WASHINGTON (Reuters) - Six U.S. senators on Tuesday demanded that Yahoo Inc YHOO.O explain why hackers' theft of user information for 500 million accounts two years ago came to light only last week and called the company's handling of the breach "unacceptable."
The lawmakers, all Democrats, said they were “disturbed” that the 2014 intrusion, which was disclosed by the company on Thursday, was detected so long after it occurred.
“That means millions of Americans’ data may have been compromised for two years,” the senators wrote in a letter to Yahoo Chief Executive Marissa Mayer. “This is unacceptable.”
A Yahoo spokesman said the company would respond in a “timely and appropriate manner” to the letter, which was signed by Senators Patrick Leahy, Al Franken, Elizabeth Warren, Richard Blumenthal, Ron Wyden and Edward Markey.
The top U.S. stock market regulator said separately that prompt disclosure by companies of “cyber events” is a priority. Securities and Exchange Commission Chair Mary Jo White, asked about Yahoo, said she could not comment specifically on it.
She earlier said at a conference that SEC examiners in recent months have been checking that companies comply with 2011 agency guidance stressing the need to disclose hacks.
Yahoo has faced mounting questions about exactly when it knew about the 2014 cyber attack that exposed the email credentials of users, a critical issue for the company as it seeks to prevent the breach from affecting a pending takeover of its core business by Verizon Inc VZ.N.
The internet firm has said it detected the breach this summer after conducting a security review prompted by an unrelated hacking claim that turned out to be meritless. Yahoo has not given a precise timeline explaining when it was made aware of the 2014 attack, or if it knew of the breach before announcing the deal with Verizon in late July.
In a Senate hearing on Tuesday, Federal Trade Commission Chairwoman Edith Ramirez said her agency supported quick disclosures although she declined to say if the FTC was investigating Yahoo.
“In our view, approximately 30 to 60 days (after a breach is discovered) might be appropriate,” she told the Senate Commerce Committee. “It is necessary for consumers to be notified so they can take appropriate steps to protect themselves.”
In their letter, the senators requested Yahoo brief them on the company’s investigation, cooperation with authorities and plans to protect affected users.
The senators asked Mayer for a timeline of the hack and discovery as well as Yahoo’s steps to prevent another breach.
Yahoo’s shares closed up 2.5 percent at $43.37 each in a broadly bullish market on Tuesday.

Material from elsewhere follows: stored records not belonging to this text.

// Assignment catalog: known task names, related target names and counter icons

mod data;

use std::collections::HashMap;
use std::sync::OnceLock;

/// Icon used for the counter when the task is not in the catalog
pub const ENCHANTED_GEM: i32 = 4155;

/// Static description of one assignable task.
#[derive(Debug, Clone, Copy, PartialEq, Eq)]
pub struct CatalogEntry {
    /// Lower-case task name as reported by the game (e.g. "rats")
    pub name: &'static str,

    /// Other NPC names that count towards the task, in declaration order
    pub target_names: &'static [&'static str],

    /// Item id shown on the task counter
    pub icon_id: i32,
}

fn index() -> &'static HashMap<&'static str, &'static CatalogEntry> {
    static INDEX: OnceLock<HashMap<&'static str, &'static CatalogEntry>> = OnceLock::new();
    INDEX.get_or_init(|| data::TASKS.iter().map(|t| (t.name, t)).collect())
}

/// Look up a task by its canonical (lower-case) name.
///
/// Matching is exact; callers holding a display-cased name lower-case it first.
pub fn lookup(name: &str) -> Option<&'static CatalogEntry> {
    index().get(name).copied()
}

/// All catalog entries in declaration order
pub fn entries() -> &'static [CatalogEntry] {
    data::TASKS
}
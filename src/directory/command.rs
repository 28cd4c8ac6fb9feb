use super::{validate_record, DirectoryService, TaskRecord};
use crate::event::ChatKind;
use crate::state::Assignment;
use crate::text;
use std::sync::{Arc, PoisonError, RwLock};
use tokio::task::JoinHandle;
use tracing::{debug, warn};

/// Chat command that triggers a lookup
pub const TASK_COMMAND_STRING: &str = "!task";

/// Valid task locations, shared with off-thread lookups; `None` until loaded
pub type SharedTaskLocations = Arc<RwLock<Option<Vec<String>>>>;

/// Handler for the `!task` chat command.
///
/// Lookups run on the caller's task and may wait on the network, so the event
/// thread should spawn them. Submissions are spawned here and never block.
pub struct TaskCommand {
    directory: Arc<dyn DirectoryService>,
    locations: SharedTaskLocations,
    enabled: bool,
}

impl TaskCommand {
    pub fn new(directory: Arc<dyn DirectoryService>, enabled: bool) -> Self {
        Self {
            directory,
            locations: Arc::new(RwLock::new(None)),
            enabled,
        }
    }

    /// Replace the valid location list (`None` on shutdown)
    pub fn set_locations(&self, locations: Option<Vec<String>>) {
        *self
            .locations
            .write()
            .unwrap_or_else(PoisonError::into_inner) = locations;
    }

    pub fn locations(&self) -> SharedTaskLocations {
        self.locations.clone()
    }

    /// Whether a chat line invokes the command
    pub fn is_command(message: &str) -> bool {
        let message = text::remove_tags(message);
        let mut words = message.split_whitespace();
        words
            .next()
            .map_or(false, |w| w.eq_ignore_ascii_case(TASK_COMMAND_STRING))
    }

    /// Look up the sender's task and build the replacement chat text.
    ///
    /// Returns `None` when the command is disabled, the directory is unreachable, or
    /// the record fails validation; the original message is then left untouched.
    pub async fn lookup(&self, kind: ChatKind, sender: &str, local_player: &str) -> Option<String> {
        if !self.enabled {
            return None;
        }

        let player = resolve_player(kind, sender, local_player);

        let record = match self.directory.get_task(&player).await {
            Ok(record) => record,
            Err(e) => {
                debug!(player = %player, error = %e, "Unable to lookup slayer task");
                return None;
            }
        };

        let locations = self
            .locations
            .read()
            .unwrap_or_else(PoisonError::into_inner)
            .clone();
        if let Err(e) = validate_record(&record, locations.as_deref()) {
            debug!(error = %e, ?record, "Validation failed for task name or location");
            return None;
        }

        Some(format_reply(&record))
    }

    /// Publish the current assignment in the background.
    ///
    /// Returns `None` without calling `resume` when there is no task; the caller
    /// resumes its input itself. Otherwise `resume` runs exactly once after the
    /// submission finishes, whether it succeeded or not. Must be called within a
    /// Tokio runtime.
    pub fn submit<F>(
        &self,
        player_name: &str,
        assignment: &Assignment,
        resume: F,
    ) -> Option<JoinHandle<()>>
    where
        F: FnOnce() + Send + 'static,
    {
        if assignment.name.is_empty() {
            return None;
        }

        let directory = self.directory.clone();
        let player = player_name.to_string();
        let task = text::capitalize(&assignment.name);
        let amount = assignment.remaining;
        let initial = assignment.initial;
        let location = assignment.location.clone();

        // owned by the future from the start, so a task dropped unpolled still resumes
        let guard = ResumeGuard(Some(resume));

        Some(tokio::spawn(async move {
            let _resume = guard;

            if let Err(e) = directory
                .submit_task(&player, &task, amount, initial, location.as_deref())
                .await
            {
                warn!(player = %player, error = %e, "Unable to submit slayer task");
            }
        }))
    }
}

/// Calls the wrapped continuation when dropped, including on panic or abort
struct ResumeGuard<F: FnOnce()>(Option<F>);

impl<F: FnOnce()> Drop for ResumeGuard<F> {
    fn drop(&mut self) {
        if let Some(resume) = self.0.take() {
            resume();
        }
    }
}

/// Player whose task a chat line asks for.
///
/// Outgoing private messages are sent by the local player; everything else by the
/// (tag-stripped) sender.
pub fn resolve_player(kind: ChatKind, sender: &str, local_player: &str) -> String {
    if kind == ChatKind::PrivateChatOut {
        local_player.to_string()
    } else {
        text::normalize_spaces(&text::remove_tags(sender))
    }
}

/// `Task (Location): progress` for a validated record
pub fn format_task_summary(record: &TaskRecord) -> String {
    // amounts come from the remote service unbounded
    let killed = i64::from(record.initial_amount) - i64::from(record.amount);

    let mut summary = record.task.clone();
    if !record.location.is_empty() {
        summary.push_str(&format!(" ({})", record.location));
    }
    summary.push_str(": ");
    if killed < 0 {
        summary.push_str(&format!("{} left", record.amount));
    } else {
        summary.push_str(&format!("{}/{} killed", killed, record.initial_amount));
    }
    summary
}

/// Chat text replacing the `!task` message
pub fn format_reply(record: &TaskRecord) -> String {
    format!(
        "<colNORMAL>Slayer Task: <colHIGHLIGHT>{}",
        format_task_summary(record)
    )
}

The letter came a day after Democratic Senator Mark Warner asked the U.S. Securities and Exchange Commission to investigate whether Yahoo and its senior executives fulfilled obligations to inform investors and the public about the hacking attack, which Yahoo has blamed on a “state-sponsored actor.”
The SEC has guidance for companies on reporting hacks, but companies that have experienced breaches often omit details from regulatory filings, a 2012 Reuters investigation found.(reut.rs/2dblx5S)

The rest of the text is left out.